Given information:

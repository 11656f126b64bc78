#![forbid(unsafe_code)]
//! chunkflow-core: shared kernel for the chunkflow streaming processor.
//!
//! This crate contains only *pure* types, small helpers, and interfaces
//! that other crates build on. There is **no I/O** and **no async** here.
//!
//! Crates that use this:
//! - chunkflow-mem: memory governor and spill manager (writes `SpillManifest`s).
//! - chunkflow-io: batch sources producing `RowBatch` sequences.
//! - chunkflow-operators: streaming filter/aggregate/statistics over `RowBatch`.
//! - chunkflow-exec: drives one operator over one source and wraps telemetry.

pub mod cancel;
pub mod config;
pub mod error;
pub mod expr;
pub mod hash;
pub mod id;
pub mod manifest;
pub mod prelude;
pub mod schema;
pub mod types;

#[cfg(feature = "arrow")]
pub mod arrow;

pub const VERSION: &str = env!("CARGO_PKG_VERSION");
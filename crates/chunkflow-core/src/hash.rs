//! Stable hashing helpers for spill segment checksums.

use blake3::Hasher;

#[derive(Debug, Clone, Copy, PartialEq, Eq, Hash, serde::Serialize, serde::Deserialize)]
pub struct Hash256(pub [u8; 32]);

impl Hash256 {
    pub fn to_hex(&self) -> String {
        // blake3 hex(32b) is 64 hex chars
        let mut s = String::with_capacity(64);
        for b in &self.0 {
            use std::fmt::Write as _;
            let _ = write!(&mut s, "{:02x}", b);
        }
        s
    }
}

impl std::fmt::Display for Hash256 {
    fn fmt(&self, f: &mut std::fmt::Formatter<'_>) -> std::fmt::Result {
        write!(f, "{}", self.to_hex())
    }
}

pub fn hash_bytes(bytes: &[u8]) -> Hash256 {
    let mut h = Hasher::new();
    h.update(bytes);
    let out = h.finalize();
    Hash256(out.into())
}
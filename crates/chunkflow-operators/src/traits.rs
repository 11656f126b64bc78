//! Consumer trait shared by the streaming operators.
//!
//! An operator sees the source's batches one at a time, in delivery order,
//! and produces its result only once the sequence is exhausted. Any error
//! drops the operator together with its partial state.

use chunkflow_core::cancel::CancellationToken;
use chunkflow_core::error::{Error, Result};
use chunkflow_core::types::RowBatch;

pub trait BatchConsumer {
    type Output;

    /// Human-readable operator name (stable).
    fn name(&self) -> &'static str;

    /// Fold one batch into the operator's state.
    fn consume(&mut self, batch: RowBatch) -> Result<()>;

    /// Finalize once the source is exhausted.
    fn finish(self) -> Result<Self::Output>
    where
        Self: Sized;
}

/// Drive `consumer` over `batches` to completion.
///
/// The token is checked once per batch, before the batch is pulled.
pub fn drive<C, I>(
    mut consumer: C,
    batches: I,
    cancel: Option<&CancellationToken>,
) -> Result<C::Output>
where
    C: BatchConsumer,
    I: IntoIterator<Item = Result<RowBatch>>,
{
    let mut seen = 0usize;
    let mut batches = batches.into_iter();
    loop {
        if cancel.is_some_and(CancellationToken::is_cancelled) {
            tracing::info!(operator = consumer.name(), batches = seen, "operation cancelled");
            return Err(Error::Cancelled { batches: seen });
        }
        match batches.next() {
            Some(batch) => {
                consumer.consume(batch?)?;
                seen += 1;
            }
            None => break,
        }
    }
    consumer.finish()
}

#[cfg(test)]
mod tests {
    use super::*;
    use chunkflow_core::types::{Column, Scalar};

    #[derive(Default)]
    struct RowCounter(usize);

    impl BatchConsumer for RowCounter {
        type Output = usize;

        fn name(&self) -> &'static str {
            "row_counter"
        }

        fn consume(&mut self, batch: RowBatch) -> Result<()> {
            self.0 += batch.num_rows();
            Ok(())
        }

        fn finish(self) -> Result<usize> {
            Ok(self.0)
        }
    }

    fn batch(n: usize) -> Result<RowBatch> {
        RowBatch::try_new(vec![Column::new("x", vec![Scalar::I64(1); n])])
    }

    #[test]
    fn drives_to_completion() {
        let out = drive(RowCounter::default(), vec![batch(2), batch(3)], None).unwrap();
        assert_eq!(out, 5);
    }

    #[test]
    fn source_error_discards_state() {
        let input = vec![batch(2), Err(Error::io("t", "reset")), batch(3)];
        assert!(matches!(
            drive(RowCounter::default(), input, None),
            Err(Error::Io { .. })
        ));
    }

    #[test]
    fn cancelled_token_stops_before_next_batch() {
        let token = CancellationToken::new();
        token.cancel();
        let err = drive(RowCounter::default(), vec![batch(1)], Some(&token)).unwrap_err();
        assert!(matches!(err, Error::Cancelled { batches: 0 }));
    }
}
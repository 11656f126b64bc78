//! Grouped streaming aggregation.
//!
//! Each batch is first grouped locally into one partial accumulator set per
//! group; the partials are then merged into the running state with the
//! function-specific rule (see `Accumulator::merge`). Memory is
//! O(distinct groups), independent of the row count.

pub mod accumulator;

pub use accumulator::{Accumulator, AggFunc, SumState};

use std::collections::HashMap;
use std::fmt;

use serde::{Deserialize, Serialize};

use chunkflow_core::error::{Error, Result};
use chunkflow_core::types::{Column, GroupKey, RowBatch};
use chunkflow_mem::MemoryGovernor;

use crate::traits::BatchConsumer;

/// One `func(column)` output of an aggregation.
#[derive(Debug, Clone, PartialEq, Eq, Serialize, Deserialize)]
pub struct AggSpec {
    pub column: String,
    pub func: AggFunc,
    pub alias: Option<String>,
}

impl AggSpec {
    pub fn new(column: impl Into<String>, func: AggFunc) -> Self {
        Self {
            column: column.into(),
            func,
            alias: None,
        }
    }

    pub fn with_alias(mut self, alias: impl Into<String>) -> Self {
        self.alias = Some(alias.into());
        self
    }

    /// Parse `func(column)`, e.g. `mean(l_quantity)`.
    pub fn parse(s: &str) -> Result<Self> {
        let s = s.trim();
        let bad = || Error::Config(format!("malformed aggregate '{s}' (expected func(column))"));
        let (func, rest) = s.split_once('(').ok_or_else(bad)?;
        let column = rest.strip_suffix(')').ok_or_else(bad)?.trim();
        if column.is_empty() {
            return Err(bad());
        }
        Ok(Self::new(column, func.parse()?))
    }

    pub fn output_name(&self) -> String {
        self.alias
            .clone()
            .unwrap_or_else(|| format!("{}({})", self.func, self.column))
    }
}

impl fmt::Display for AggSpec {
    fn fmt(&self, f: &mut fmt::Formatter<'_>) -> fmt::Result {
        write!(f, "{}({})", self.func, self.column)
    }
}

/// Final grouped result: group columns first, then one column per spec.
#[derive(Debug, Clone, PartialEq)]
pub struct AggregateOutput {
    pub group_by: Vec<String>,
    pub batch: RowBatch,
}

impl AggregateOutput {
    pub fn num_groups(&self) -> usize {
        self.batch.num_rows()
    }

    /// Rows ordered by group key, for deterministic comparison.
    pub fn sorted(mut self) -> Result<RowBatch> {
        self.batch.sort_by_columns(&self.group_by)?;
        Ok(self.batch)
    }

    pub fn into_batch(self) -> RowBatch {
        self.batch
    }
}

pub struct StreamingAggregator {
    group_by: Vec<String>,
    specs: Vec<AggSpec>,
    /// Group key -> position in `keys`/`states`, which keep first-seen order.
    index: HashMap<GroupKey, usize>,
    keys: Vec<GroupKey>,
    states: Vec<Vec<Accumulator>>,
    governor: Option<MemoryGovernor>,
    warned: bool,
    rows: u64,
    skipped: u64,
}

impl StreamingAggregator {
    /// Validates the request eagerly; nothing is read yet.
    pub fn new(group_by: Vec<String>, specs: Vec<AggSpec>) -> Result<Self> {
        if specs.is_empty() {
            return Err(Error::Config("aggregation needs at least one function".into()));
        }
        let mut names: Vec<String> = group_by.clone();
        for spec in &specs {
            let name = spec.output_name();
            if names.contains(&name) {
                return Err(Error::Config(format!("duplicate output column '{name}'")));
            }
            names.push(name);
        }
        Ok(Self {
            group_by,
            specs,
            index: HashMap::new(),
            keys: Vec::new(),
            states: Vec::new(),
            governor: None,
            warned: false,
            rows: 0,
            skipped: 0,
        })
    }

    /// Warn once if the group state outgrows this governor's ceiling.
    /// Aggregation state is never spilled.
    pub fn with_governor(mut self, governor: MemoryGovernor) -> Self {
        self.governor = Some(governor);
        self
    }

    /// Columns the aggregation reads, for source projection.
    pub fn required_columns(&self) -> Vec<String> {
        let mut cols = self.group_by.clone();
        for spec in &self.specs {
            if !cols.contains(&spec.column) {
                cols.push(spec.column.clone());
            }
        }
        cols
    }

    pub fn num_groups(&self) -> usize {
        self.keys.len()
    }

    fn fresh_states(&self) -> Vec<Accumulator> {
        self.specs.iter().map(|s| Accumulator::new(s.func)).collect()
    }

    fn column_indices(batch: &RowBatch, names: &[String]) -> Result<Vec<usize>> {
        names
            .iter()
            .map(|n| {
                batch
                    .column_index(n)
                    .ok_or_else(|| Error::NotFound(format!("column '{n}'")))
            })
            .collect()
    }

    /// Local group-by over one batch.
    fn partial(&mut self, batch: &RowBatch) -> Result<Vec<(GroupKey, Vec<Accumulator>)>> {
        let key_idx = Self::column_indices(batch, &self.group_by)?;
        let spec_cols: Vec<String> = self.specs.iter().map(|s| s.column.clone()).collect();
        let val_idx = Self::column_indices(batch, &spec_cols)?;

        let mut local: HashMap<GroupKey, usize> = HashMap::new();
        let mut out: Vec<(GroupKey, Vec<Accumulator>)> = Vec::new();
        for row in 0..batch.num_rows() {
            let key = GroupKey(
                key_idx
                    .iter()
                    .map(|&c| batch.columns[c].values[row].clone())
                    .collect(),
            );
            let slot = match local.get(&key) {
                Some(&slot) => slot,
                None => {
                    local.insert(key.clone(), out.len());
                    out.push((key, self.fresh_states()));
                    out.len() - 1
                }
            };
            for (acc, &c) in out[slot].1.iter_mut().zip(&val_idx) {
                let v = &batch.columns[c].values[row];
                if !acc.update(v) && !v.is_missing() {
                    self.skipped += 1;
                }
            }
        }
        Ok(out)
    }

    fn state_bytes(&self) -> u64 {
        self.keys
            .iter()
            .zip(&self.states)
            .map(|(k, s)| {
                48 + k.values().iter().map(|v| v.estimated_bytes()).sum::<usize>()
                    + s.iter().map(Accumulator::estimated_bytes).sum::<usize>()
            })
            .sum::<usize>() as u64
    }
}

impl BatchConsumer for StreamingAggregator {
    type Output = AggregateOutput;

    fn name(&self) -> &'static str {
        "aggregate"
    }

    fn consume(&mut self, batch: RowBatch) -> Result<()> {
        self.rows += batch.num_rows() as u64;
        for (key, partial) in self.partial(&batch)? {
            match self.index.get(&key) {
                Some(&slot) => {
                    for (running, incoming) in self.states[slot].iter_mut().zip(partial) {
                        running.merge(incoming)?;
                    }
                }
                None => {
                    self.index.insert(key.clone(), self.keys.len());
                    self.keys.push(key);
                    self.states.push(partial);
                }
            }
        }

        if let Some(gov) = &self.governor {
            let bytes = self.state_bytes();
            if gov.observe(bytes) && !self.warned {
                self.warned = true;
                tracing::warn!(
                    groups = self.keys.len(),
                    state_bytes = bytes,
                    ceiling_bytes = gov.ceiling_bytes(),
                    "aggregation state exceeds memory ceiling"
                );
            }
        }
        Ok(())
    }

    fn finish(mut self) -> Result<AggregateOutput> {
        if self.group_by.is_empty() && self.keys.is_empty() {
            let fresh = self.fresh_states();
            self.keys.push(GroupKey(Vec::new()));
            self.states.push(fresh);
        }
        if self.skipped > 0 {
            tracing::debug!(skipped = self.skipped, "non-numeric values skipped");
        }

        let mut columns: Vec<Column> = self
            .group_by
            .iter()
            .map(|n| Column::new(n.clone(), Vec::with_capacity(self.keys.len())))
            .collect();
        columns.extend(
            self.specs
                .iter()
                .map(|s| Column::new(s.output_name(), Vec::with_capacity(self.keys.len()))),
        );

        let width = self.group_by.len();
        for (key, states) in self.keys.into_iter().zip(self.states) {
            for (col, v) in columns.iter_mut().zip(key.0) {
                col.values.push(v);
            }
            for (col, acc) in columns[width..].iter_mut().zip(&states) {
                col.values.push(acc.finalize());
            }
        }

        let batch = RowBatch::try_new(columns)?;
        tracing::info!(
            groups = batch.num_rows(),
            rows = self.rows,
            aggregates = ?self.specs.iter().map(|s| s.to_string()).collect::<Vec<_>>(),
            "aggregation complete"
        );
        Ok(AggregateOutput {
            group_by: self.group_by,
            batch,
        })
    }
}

Exercise description: Give the number of lines in the listing above where the word "only" appears, and nothing else.

Output for this task: 2